Another explorer was Jean Nicolas Nicollet, who investigated the great basin in which Red, Arkansas, and Missouri Rivers rise, and in 1836 explored the source of the Mississippi. His work added greatly to the knowledge of the productions and natural resources of these sections. On his return, he was engaged by the war department to visit the far west and make a report on that region from the upper waters of the Missouri to the British line. On this expedition he was accompanied by John C. Frémont, who, next to Lewis and Clark, merits the title of The Pathfinder. While his work was mainly directed to the lands beyond the Rockies, yet his repeated journeys through the Louisiana Purchase territory and the great interest aroused by his work did much to open up the West.

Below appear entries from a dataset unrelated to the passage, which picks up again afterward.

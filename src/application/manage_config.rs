//! Config management use case

use crate::domain::Grade;
use crate::error::{Result, StoryError};
use crate::infrastructure::store::CollectionPath;
use crate::infrastructure::{Config, StoreBackend, Workspace};
use std::str::FromStr;

const VALID_KEYS: &str = "collection, app_id, auth_token, backend, default_grade, \
    max_image_bytes, notification_secs, poll_interval_ms, created";

/// Service for managing workspace configuration
pub struct ConfigService {
    workspace: Workspace,
}

impl ConfigService {
    pub fn new(workspace: Workspace) -> Self {
        ConfigService { workspace }
    }

    /// Get a single config value as stored in the file. The auth token is
    /// masked.
    pub fn get(&self, key: &str) -> Result<String> {
        let config = self.workspace.load_config()?;
        display_value(&config, key)
    }

    /// Set a config value. An empty value clears `app_id` and `auth_token`.
    pub fn set(&self, key: &str, value: &str) -> Result<()> {
        let mut config = self.workspace.load_config()?;

        match key {
            "collection" => {
                CollectionPath::parse(value)?;
                config.collection = value.to_string();
            }
            "app_id" => {
                config.app_id = if value.is_empty() {
                    None
                } else {
                    CollectionPath::validate_app_id(value)?;
                    Some(value.to_string())
                };
            }
            "auth_token" => {
                config.auth_token = (!value.is_empty()).then(|| value.to_string());
            }
            "backend" => {
                let backend = StoreBackend::from_str(value).map_err(StoryError::Config)?;
                if !backend.persists() {
                    return Err(StoryError::Config(format!(
                        "Invalid backend: '{}' does not persist between commands \
                        and can only be selected by library callers",
                        value
                    )));
                }
                config.backend = backend;
            }
            "default_grade" => {
                config.default_grade = Grade::from_str(value).map_err(StoryError::Config)?;
            }
            "max_image_bytes" => config.max_image_bytes = parse_number(key, value)?,
            "notification_secs" => config.notification_secs = parse_number(key, value)?,
            "poll_interval_ms" => config.poll_interval_ms = parse_number(key, value)?,
            "created" => {
                return Err(StoryError::Config(
                    "Cannot modify 'created' field (read-only)".to_string(),
                ));
            }
            _ => {
                return Err(StoryError::Config(format!(
                    "Unknown config key: '{}'. Valid keys are: {}",
                    key, VALID_KEYS
                )));
            }
        }

        self.workspace.save_config(&config)?;
        Ok(())
    }

    /// All keys with their display values, in a stable order
    pub fn list(&self) -> Result<Vec<(&'static str, String)>> {
        let config = self.workspace.load_config()?;
        [
            "collection",
            "app_id",
            "auth_token",
            "backend",
            "default_grade",
            "max_image_bytes",
            "notification_secs",
            "poll_interval_ms",
            "created",
        ]
        .into_iter()
        .map(|key| display_value(&config, key).map(|value| (key, value)))
        .collect()
    }
}

fn display_value(config: &Config, key: &str) -> Result<String> {
    let value = match key {
        "collection" => config.collection.clone(),
        "app_id" => config.app_id.clone().unwrap_or_default(),
        "auth_token" => match config.auth_token {
            Some(_) => "<set>".to_string(),
            None => String::new(),
        },
        "backend" => config.backend.to_string(),
        "default_grade" => config.default_grade.to_string(),
        "max_image_bytes" => config.max_image_bytes.to_string(),
        "notification_secs" => config.notification_secs.to_string(),
        "poll_interval_ms" => config.poll_interval_ms.to_string(),
        "created" => config.created.to_rfc3339(),
        _ => {
            return Err(StoryError::Config(format!(
                "Unknown config key: '{}'. Valid keys are: {}",
                key, VALID_KEYS
            )))
        }
    };
    Ok(value)
}

fn parse_number(key: &str, value: &str) -> Result<u64> {
    value.parse().map_err(|_| {
        StoryError::Config(format!(
            "Invalid value for '{}': '{}' is not a non-negative integer",
            key, value
        ))
    })
}

#[cfg(test)]
mod tests {
    use super::*;
    use tempfile::TempDir;

    fn service(temp: &TempDir) -> ConfigService {
        let workspace = Workspace::new(temp.path().to_path_buf());
        workspace.initialize().unwrap();
        workspace.save_config(&Config::new(None)).unwrap();
        ConfigService::new(workspace)
    }

    #[test]
    fn test_get_defaults() {
        let temp = TempDir::new().unwrap();
        let service = service(&temp);
        assert_eq!(service.get("collection").unwrap(), "sinhala_story_dataset_simple");
        assert_eq!(service.get("backend").unwrap(), "file");
        assert_eq!(service.get("default_grade").unwrap(), "Grade 1");
        assert_eq!(service.get("app_id").unwrap(), "");
    }

    #[test]
    fn test_set_and_get_round_trip() {
        let temp = TempDir::new().unwrap();
        let service = service(&temp);

        service.set("default_grade", "3").unwrap();
        service.set("app_id", "school-7").unwrap();
        service.set("max_image_bytes", "1024").unwrap();

        assert_eq!(service.get("default_grade").unwrap(), "Grade 3");
        assert_eq!(service.get("app_id").unwrap(), "school-7");
        assert_eq!(service.get("max_image_bytes").unwrap(), "1024");

        service.set("app_id", "").unwrap();
        assert_eq!(service.get("app_id").unwrap(), "");
    }

    #[test]
    fn test_auth_token_is_masked() {
        let temp = TempDir::new().unwrap();
        let service = service(&temp);
        service.set("auth_token", "very-secret").unwrap();

        assert_eq!(service.get("auth_token").unwrap(), "<set>");
        let listed = service.list().unwrap();
        assert!(listed.iter().all(|(_, v)| !v.contains("very-secret")));
    }

    #[test]
    fn test_rejects_invalid_values() {
        let temp = TempDir::new().unwrap();
        let service = service(&temp);

        assert!(service.set("default_grade", "Grade 7").is_err());
        assert!(service.set("backend", "cloud").is_err());
        assert!(service.set("backend", "memory").is_err());
        assert_eq!(service.get("backend").unwrap(), "file");
        assert!(service.set("max_image_bytes", "-1").is_err());
        assert!(service.set("collection", "../escape").is_err());
        assert!(service.set("created", "2020-01-01T00:00:00Z").is_err());
        assert!(service.set("colour", "blue").is_err());
        assert!(service.get("colour").is_err());
    }

    #[test]
    fn test_list_is_complete_and_ordered() {
        let temp = TempDir::new().unwrap();
        let service = service(&temp);
        let keys: Vec<&str> = service.list().unwrap().into_iter().map(|(k, _)| k).collect();
        assert_eq!(keys.first(), Some(&"collection"));
        assert_eq!(keys.last(), Some(&"created"));
        assert_eq!(keys.len(), 9);
    }
}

The object of Frémont's first expedition, after his journey with Nicollet, was to obtain knowledge of the vast unexplored interior, of the Indians, especially in Nebraska, of a south pass through the Rocky Mountains, and a way to Oregon. On this expedition he planted the American flag on the peak which bears his name, which is the highest point in the Rocky Mountains, thirteen thousand feet above sea level. On his return to Washington he made such a favorable report of the country explored that settlers soon turned their attention in that direction. His second expedition, which started in May, 1843, went farther to the south. On September 6, 1843, he came in sight of Great Salt Lake. "His investigations corrected many vague and erroneous ideas about this region, of which no accurate account had ever been given and had great influence in promoting the settlement of Utah and the Pacific States."

Frémont described the region around Salt Lake as one in which there was an abundance of good water and timber, well adapted to agriculture, and he recommended it for settlement. It was his report which turned the attention of the

Mormons to Utah as a place for establishing themselves and led to the founding of Salt Lake City.

An expedition undertaken by Frémont in 1848 resulted in establishing the route later followed by the Southern Pacific Railroad. In 1853 he fitted out an expedition at his own expense and crossed the continent on the line of the thirtyeighth and thirty-ninth parallels of latitude and reached California.

Journeys overland to California or into the interior now became frequent, and the settler followed the explorer and pioneer. The scenes which were familiar in Kentucky and Tennessee a half century before were now repeated, except that the greater number of the emigrants made the Indian resistance less formidable.



AFTER the completion of the Louisiana Purchase the United States found itself in a peculiar position. How should the recently acquired territory be governed? There was no precedent to follow because the Northwest Territory had been included within the limits of the nation when the Treaty of Peace with Great Britain had been consummated. The promise had been made in spite of great opposition in Congress "that the people of the newly acquired territory should be incorporated in the Union of the United States and admitted as soon as possible according to the principles of the Federal Constitution, to the enjoyment of all the rights, advantages, and immunities of citizens of the United States."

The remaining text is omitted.